_What you are asked to do_. Please repeat the records exactly from their first line, finishing at the line containing "use regex::Regex;" and including it.

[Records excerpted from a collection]
————————

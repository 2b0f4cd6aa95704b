//! Experience-year and education-level detection shared by the extractor
//! (what the JD asks for) and the feedback generator (what the resume shows).

use std::sync::LazyLock;

use regex::Regex;
use serde::{Deserialize, Serialize};

use crate::analysis::models::{NormalizedDocument, Sentence};
use crate::analysis::normalizer::fold;

/// "3+ years", "5 yrs", "2.5 years", also matched after "minimum"/"at least".
static YEARS: LazyLock<Regex> = LazyLock::new(|| {
    Regex::new(r"\b(\d{1,2}(?:\.\d)?)\s*\+?\s*(?:-\s*\d{1,2}\s*)?(?:years?|yrs?)\b")
        .expect("years pattern compiles")
});

/// Largest years figure mentioned in a sentence, if any.
pub fn years_in_sentence(sentence: &Sentence) -> Option<f32> {
    let text = sentence.tokens.join(" ");
    YEARS
        .captures_iter(&text)
        .filter_map(|caps| caps.get(1)?.as_str().parse::<f32>().ok())
        .fold(None, |best: Option<f32>, years| {
            Some(best.map_or(years, |b| b.max(years)))
        })
}

/// True when a sentence talks about experience rather than e.g. company age.
pub fn mentions_experience(sentence: &Sentence) -> bool {
    sentence
        .tokens
        .iter()
        .any(|t| t.starts_with("experience") || t == "exp")
}

/// Highest years-of-experience figure the resume declares.
pub fn declared_experience_years(resume: &NormalizedDocument) -> Option<f32> {
    resume
        .sentences()
        .filter_map(years_in_sentence)
        .fold(None, |best: Option<f32>, years| {
            Some(best.map_or(years, |b| b.max(years)))
        })
}

// ────────────────────────────────────────────────────────────────────────────
// Education
// ────────────────────────────────────────────────────────────────────────────

#[derive(Debug, Clone, Copy, PartialEq, Eq, PartialOrd, Ord, Serialize, Deserialize)]
#[serde(rename_all = "snake_case")]
pub enum EducationLevel {
    Diploma,
    Bachelor,
    Master,
    Doctorate,
}

impl EducationLevel {
    pub fn label(&self) -> &'static str {
        match self {
            EducationLevel::Diploma => "diploma",
            EducationLevel::Bachelor => "bachelor's degree",
            EducationLevel::Master => "master's degree",
            EducationLevel::Doctorate => "doctorate",
        }
    }
}

const BACHELOR_FORMS: &[&str] = &["bachelor", "bachelors", "bsc", "btech", "undergraduate"];
const MASTER_FORMS: &[&str] = &["msc", "mtech", "mba", "postgraduate"];
const DOCTORATE_FORMS: &[&str] = &["phd", "doctorate", "doctoral"];

/// Education levels named anywhere in the document, lowest first.
///
/// A bare "degree" counts as a bachelor's degree when no level is named.
/// "master" only counts next to "degree"/"in"/"of"/"'s" so "scrum master"
/// does not read as a postgraduate degree.
pub fn education_levels(document: &NormalizedDocument) -> Vec<EducationLevel> {
    let mut levels = Vec::new();
    let mut generic_degree = false;

    for sentence in document.sentences() {
        let folded: Vec<String> = sentence.tokens.iter().map(|t| fold(t)).collect();
        for (idx, token) in folded.iter().enumerate() {
            let next = folded.get(idx + 1).map(String::as_str);
            let level = match token.as_str() {
                t if BACHELOR_FORMS.contains(&t) => Some(EducationLevel::Bachelor),
                t if MASTER_FORMS.contains(&t) => Some(EducationLevel::Master),
                "master" | "masters" if matches!(next, Some("degree" | "in" | "of" | "s")) => {
                    Some(EducationLevel::Master)
                }
                t if DOCTORATE_FORMS.contains(&t) => Some(EducationLevel::Doctorate),
                "diploma" => Some(EducationLevel::Diploma),
                "degree" => {
                    generic_degree = true;
                    None
                }
                _ => None,
            };
            if let Some(level) = level {
                if !levels.contains(&level) {
                    levels.push(level);
                }
            }
        }
    }

    if levels.is_empty() && generic_degree {
        levels.push(EducationLevel::Bachelor);
    }
    levels.sort();
    levels
}

#[cfg(test)]
mod tests {
    use super::*;
    use crate::analysis::models::DocumentKind;
    use crate::analysis::normalizer::normalize;

    fn sentence(text: &str) -> Sentence {
        normalize(text, DocumentKind::JD).unwrap().sentences().next().unwrap().clone()
    }

    #[test]
    fn test_years_patterns() {
        assert_eq!(years_in_sentence(&sentence("3+ years of experience with Python")), Some(3.0));
        assert_eq!(years_in_sentence(&sentence("Minimum 5 years in backend roles")), Some(5.0));
        assert_eq!(years_in_sentence(&sentence("at least 2 yrs exp")), Some(2.0));
        assert_eq!(years_in_sentence(&sentence("3-5 years experience")), Some(3.0));
        assert_eq!(years_in_sentence(&sentence("2.5 years as analyst")), Some(2.5));
        assert_eq!(years_in_sentence(&sentence("Python and SQL")), None);
    }

    #[test]
    fn test_mentions_experience() {
        assert!(mentions_experience(&sentence("Experienced in SQL")));
        assert!(mentions_experience(&sentence("4 years of experience")));
        assert!(!mentions_experience(&sentence("Founded 20 years ago")));
    }

    #[test]
    fn test_declared_experience_takes_max() {
        let resume = normalize(
            "Analyst with 2 years at Acme.\nOverall 4+ years in data work.",
            DocumentKind::Resume,
        )
        .unwrap();
        assert_eq!(declared_experience_years(&resume), Some(4.0));

        let fresher = normalize("Recent graduate", DocumentKind::Resume).unwrap();
        assert_eq!(declared_experience_years(&fresher), None);
    }

    #[test]
    fn test_education_levels_detected() {
        let doc = normalize(
            "Bachelor's or Master's degree in Computer Science; PhD a plus",
            DocumentKind::JD,
        )
        .unwrap();
        assert_eq!(
            education_levels(&doc),
            vec![EducationLevel::Bachelor, EducationLevel::Master, EducationLevel::Doctorate]
        );
    }

    #[test]
    fn test_scrum_master_is_not_a_degree() {
        let doc = normalize("Certified Scrum Master", DocumentKind::Resume).unwrap();
        assert!(education_levels(&doc).is_empty());
    }

    #[test]
    fn test_generic_degree_means_bachelor() {
        let doc = normalize("A degree in a quantitative field", DocumentKind::JD).unwrap();
        assert_eq!(education_levels(&doc), vec![EducationLevel::Bachelor]);

        let doc = normalize("B.Tech, Computer Science", DocumentKind::Resume).unwrap();
        assert_eq!(education_levels(&doc), vec![EducationLevel::Bachelor]);
    }
}
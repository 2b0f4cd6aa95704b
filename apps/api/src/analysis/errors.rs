use std::fmt;
use std::path::PathBuf;

use serde::Serialize;
use thiserror::Error;

use crate::analysis::models::DocumentKind;
use crate::similarity::ProviderError;

/// Pipeline stages of a single evaluation, in the order they run.
#[derive(Debug, Clone, Copy, PartialEq, Eq, Serialize)]
#[serde(rename_all = "snake_case")]
pub enum Stage {
    Normalizing,
    Extracting,
    Matching,
    Aggregating,
    GeneratingFeedback,
    Complete,
    Failed,
}

impl fmt::Display for Stage {
    fn fmt(&self, f: &mut fmt::Formatter<'_>) -> fmt::Result {
        let name = match self {
            Stage::Normalizing => "normalizing",
            Stage::Extracting => "extracting",
            Stage::Matching => "matching",
            Stage::Aggregating => "aggregating",
            Stage::GeneratingFeedback => "generating_feedback",
            Stage::Complete => "complete",
            Stage::Failed => "failed",
        };
        f.write_str(name)
    }
}

/// Errors raised by the analysis stages.
#[derive(Debug, Error)]
pub enum AnalysisError {
    /// Fatal for the document: nothing to normalize.
    #[error("cannot normalize {kind}: {reason}")]
    Normalization { kind: DocumentKind, reason: String },

    /// Fatal for the JD: no requirement could be extracted.
    #[error("job description yields no extractable requirements")]
    InvalidRequirementSet,

    /// Recovered by the orchestrator; the evaluation is marked degraded.
    #[error("similarity provider unavailable: {0}")]
    ProviderUnavailable(#[from] ProviderError),

    #[error("evaluation cancelled")]
    Cancelled,
}

/// Startup-time errors for the vocabulary and scoring configuration.
#[derive(Debug, Error)]
pub enum ConfigurationError {
    #[error("failed to read {path}: {source}")]
    Io {
        path: PathBuf,
        #[source]
        source: std::io::Error,
    },

    #[error("malformed configuration JSON: {0}")]
    Parse(#[from] serde_json::Error),

    #[error("invalid skill vocabulary: {0}")]
    Vocabulary(String),

    #[error("invalid scoring configuration: {0}")]
    Scoring(String),
}

/// A fatal error tied to the pair it aborted and the stage it aborted in.
#[derive(Debug, Error)]
#[error("evaluation of resume '{resume_id}' against JD '{jd_id}' failed while {stage}: {error}")]
pub struct EvaluationFailure {
    pub resume_id: String,
    pub jd_id: String,
    pub stage: Stage,
    #[source]
    pub error: AnalysisError,
}

#[cfg(test)]
mod tests {
    use super::*;

    #[test]
    fn test_provider_error_converts_into_unavailable() {
        let err: AnalysisError = ProviderError::Unavailable("down".into()).into();
        assert!(matches!(err, AnalysisError::ProviderUnavailable(_)));
        assert!(err.to_string().contains("down"));
    }

    #[test]
    fn test_failure_message_names_pair_and_stage() {
        let failure = EvaluationFailure {
            resume_id: "r-9".to_string(),
            jd_id: "jd-2".to_string(),
            stage: Stage::Extracting,
            error: AnalysisError::InvalidRequirementSet,
        };
        let msg = failure.to_string();
        assert!(msg.contains("r-9"));
        assert!(msg.contains("jd-2"));
        assert!(msg.contains("extracting"));
    }
}
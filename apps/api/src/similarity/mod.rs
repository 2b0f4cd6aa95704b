//! Similarity providers: the semantic capability injected into the engine.
//!
//! The engine only sees `Arc<dyn SimilarityProvider>`, chosen at startup:
//! - `EmbeddingSimilarity<HttpEmbeddingClient>` when an embedding endpoint is configured
//! - `EmbeddingSimilarity<HashingEmbedder>` otherwise (deterministic, no network)
//!
//! Tests inject their own stubs.

use std::time::Duration;

use async_trait::async_trait;
use thiserror::Error;
use tracing::warn;

pub mod hashing;
pub mod http;

pub use hashing::HashingEmbedder;
pub use http::HttpEmbeddingClient;

#[derive(Debug, Error)]
pub enum ProviderError {
    #[error("HTTP error: {0}")]
    Http(#[from] reqwest::Error),

    #[error("API error (status {status}): {message}")]
    Api { status: u16, message: String },

    #[error("provider response could not be parsed: {0}")]
    Parse(#[from] serde_json::Error),

    #[error("provider returned {got} embeddings for {expected} inputs")]
    Incomplete { expected: usize, got: usize },

    #[error("provider returned empty content")]
    EmptyContent,

    #[error("provider did not answer within {0:?}")]
    Timeout(Duration),

    #[error("provider unavailable: {0}")]
    Unavailable(String),
}

// ────────────────────────────────────────────────────────────────────────────
// Trait definitions
// ────────────────────────────────────────────────────────────────────────────

/// Text-to-text similarity in [0, 1]. Implement this to swap semantic
/// backends without touching the matcher or orchestrator.
#[async_trait]
pub trait SimilarityProvider: Send + Sync {
    /// Backend label, recorded in logs.
    fn name(&self) -> &'static str;

    async fn similarity(&self, text_a: &str, text_b: &str) -> Result<f32, ProviderError>;

    /// Scores every query against every passage; row `i` belongs to query `i`.
    /// Backends that can batch should override this.
    async fn similarity_matrix(
        &self,
        queries: &[String],
        passages: &[String],
    ) -> Result<Vec<Vec<f32>>, ProviderError> {
        let mut matrix = Vec::with_capacity(queries.len());
        for query in queries {
            let mut row = Vec::with_capacity(passages.len());
            for passage in passages {
                row.push(self.similarity(query, passage).await?);
            }
            matrix.push(row);
        }
        Ok(matrix)
    }
}

/// Text → vector. Adapted into a `SimilarityProvider` by `EmbeddingSimilarity`.
#[async_trait]
pub trait EmbeddingProvider: Send + Sync {
    fn name(&self) -> &'static str;

    async fn embed(&self, text: &str) -> Result<Vec<f32>, ProviderError>;

    async fn embed_batch(&self, texts: &[String]) -> Result<Vec<Vec<f32>>, ProviderError> {
        let mut vectors = Vec::with_capacity(texts.len());
        for text in texts {
            vectors.push(self.embed(text).await?);
        }
        Ok(vectors)
    }
}

/// Cosine similarity over embeddings, embedding each side once per matrix.
pub struct EmbeddingSimilarity<E> {
    embedder: E,
}

impl<E: EmbeddingProvider> EmbeddingSimilarity<E> {
    pub fn new(embedder: E) -> Self {
        Self { embedder }
    }
}

#[async_trait]
impl<E: EmbeddingProvider> SimilarityProvider for EmbeddingSimilarity<E> {
    fn name(&self) -> &'static str {
        self.embedder.name()
    }

    async fn similarity(&self, text_a: &str, text_b: &str) -> Result<f32, ProviderError> {
        let a = self.embedder.embed(text_a).await?;
        let b = self.embedder.embed(text_b).await?;
        Ok(cosine_similarity(&a, &b))
    }

    async fn similarity_matrix(
        &self,
        queries: &[String],
        passages: &[String],
    ) -> Result<Vec<Vec<f32>>, ProviderError> {
        let query_vectors = self.embedder.embed_batch(queries).await?;
        let passage_vectors = self.embedder.embed_batch(passages).await?;

        Ok(query_vectors
            .iter()
            .map(|q| passage_vectors.iter().map(|p| cosine_similarity(q, p)).collect())
            .collect())
    }
}

/// Cosine similarity clamped to [0, 1]; opposed vectors count as unrelated.
pub fn cosine_similarity(a: &[f32], b: &[f32]) -> f32 {
    if a.len() != b.len() {
        warn!(
            a_len = a.len(),
            b_len = b.len(),
            "embedding dimension mismatch; returning zero similarity"
        );
        return 0.0;
    }

    let dot: f32 = a.iter().zip(b.iter()).map(|(x, y)| x * y).sum();
    let norm_a: f32 = a.iter().map(|x| x * x).sum::<f32>().sqrt();
    let norm_b: f32 = b.iter().map(|x| x * x).sum::<f32>().sqrt();

    if norm_a == 0.0 || norm_b == 0.0 {
        return 0.0;
    }

    (dot / (norm_a * norm_b)).clamp(0.0, 1.0)
}
use std::path::Path;
use std::time::Duration;

use serde::{Deserialize, Serialize};
use tracing::info;

use crate::analysis::errors::ConfigurationError;

/// Weights, thresholds and cutoffs for one deployment. Every field can be
/// overridden from JSON; missing fields keep their defaults.
#[derive(Debug, Clone, PartialEq, Serialize, Deserialize)]
#[serde(default)]
pub struct ScoringConfig {
    pub must_have_weight: f64,
    pub nice_to_have_weight: f64,
    /// Minimum normalized string similarity for a Fuzzy signal.
    pub fuzzy_threshold: f32,
    /// Minimum provider similarity for a Semantic signal.
    pub semantic_threshold: f32,
    /// Scores at or above this are High.
    pub high_cutoff: u8,
    /// Scores at or above this (and below `high_cutoff`) are Medium.
    pub medium_cutoff: u8,
    /// Upper bound on the semantic pass of one evaluation.
    pub provider_timeout_ms: u64,
}

impl Default for ScoringConfig {
    fn default() -> Self {
        Self {
            must_have_weight: 2.0,
            nice_to_have_weight: 1.0,
            fuzzy_threshold: 0.8,
            semantic_threshold: 0.65,
            high_cutoff: 75,
            medium_cutoff: 50,
            provider_timeout_ms: 3_000,
        }
    }
}

impl ScoringConfig {
    pub fn provider_timeout(&self) -> Duration {
        Duration::from_millis(self.provider_timeout_ms)
    }

    pub fn validate(&self) -> Result<(), ConfigurationError> {
        for (name, weight) in [
            ("must_have_weight", self.must_have_weight),
            ("nice_to_have_weight", self.nice_to_have_weight),
        ] {
            if !weight.is_finite() || weight <= 0.0 {
                return Err(ConfigurationError::Scoring(format!(
                    "{name} must be a positive number, got {weight}"
                )));
            }
        }

        for (name, threshold) in [
            ("fuzzy_threshold", self.fuzzy_threshold),
            ("semantic_threshold", self.semantic_threshold),
        ] {
            if !(0.0..=1.0).contains(&threshold) {
                return Err(ConfigurationError::Scoring(format!(
                    "{name} must be within [0, 1], got {threshold}"
                )));
            }
        }

        if self.high_cutoff > 100 || self.medium_cutoff > self.high_cutoff {
            return Err(ConfigurationError::Scoring(format!(
                "verdict cutoffs must satisfy medium <= high <= 100, got medium={} high={}",
                self.medium_cutoff, self.high_cutoff
            )));
        }

        if self.provider_timeout_ms == 0 {
            return Err(ConfigurationError::Scoring(
                "provider_timeout_ms must be greater than zero".to_string(),
            ));
        }

        Ok(())
    }

    pub fn from_json_str(json: &str) -> Result<Self, ConfigurationError> {
        let config: ScoringConfig = serde_json::from_str(json)?;
        config.validate()?;
        Ok(config)
    }

    pub fn from_json_file(path: &Path) -> Result<Self, ConfigurationError> {
        let json = std::fs::read_to_string(path).map_err(|source| ConfigurationError::Io {
            path: path.to_path_buf(),
            source,
        })?;
        let config = Self::from_json_str(&json)?;
        info!(path = %path.display(), ?config, "loaded scoring configuration");
        Ok(config)
    }
}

————————

_Solution for this problem_.
repository 2b0f4cd6aa95704b
//! Experience-year and education-level detection shared by the extractor
//! (what the JD asks for) and the feedback generator (what the resume shows).

use std::sync::LazyLock;

use regex::Regex;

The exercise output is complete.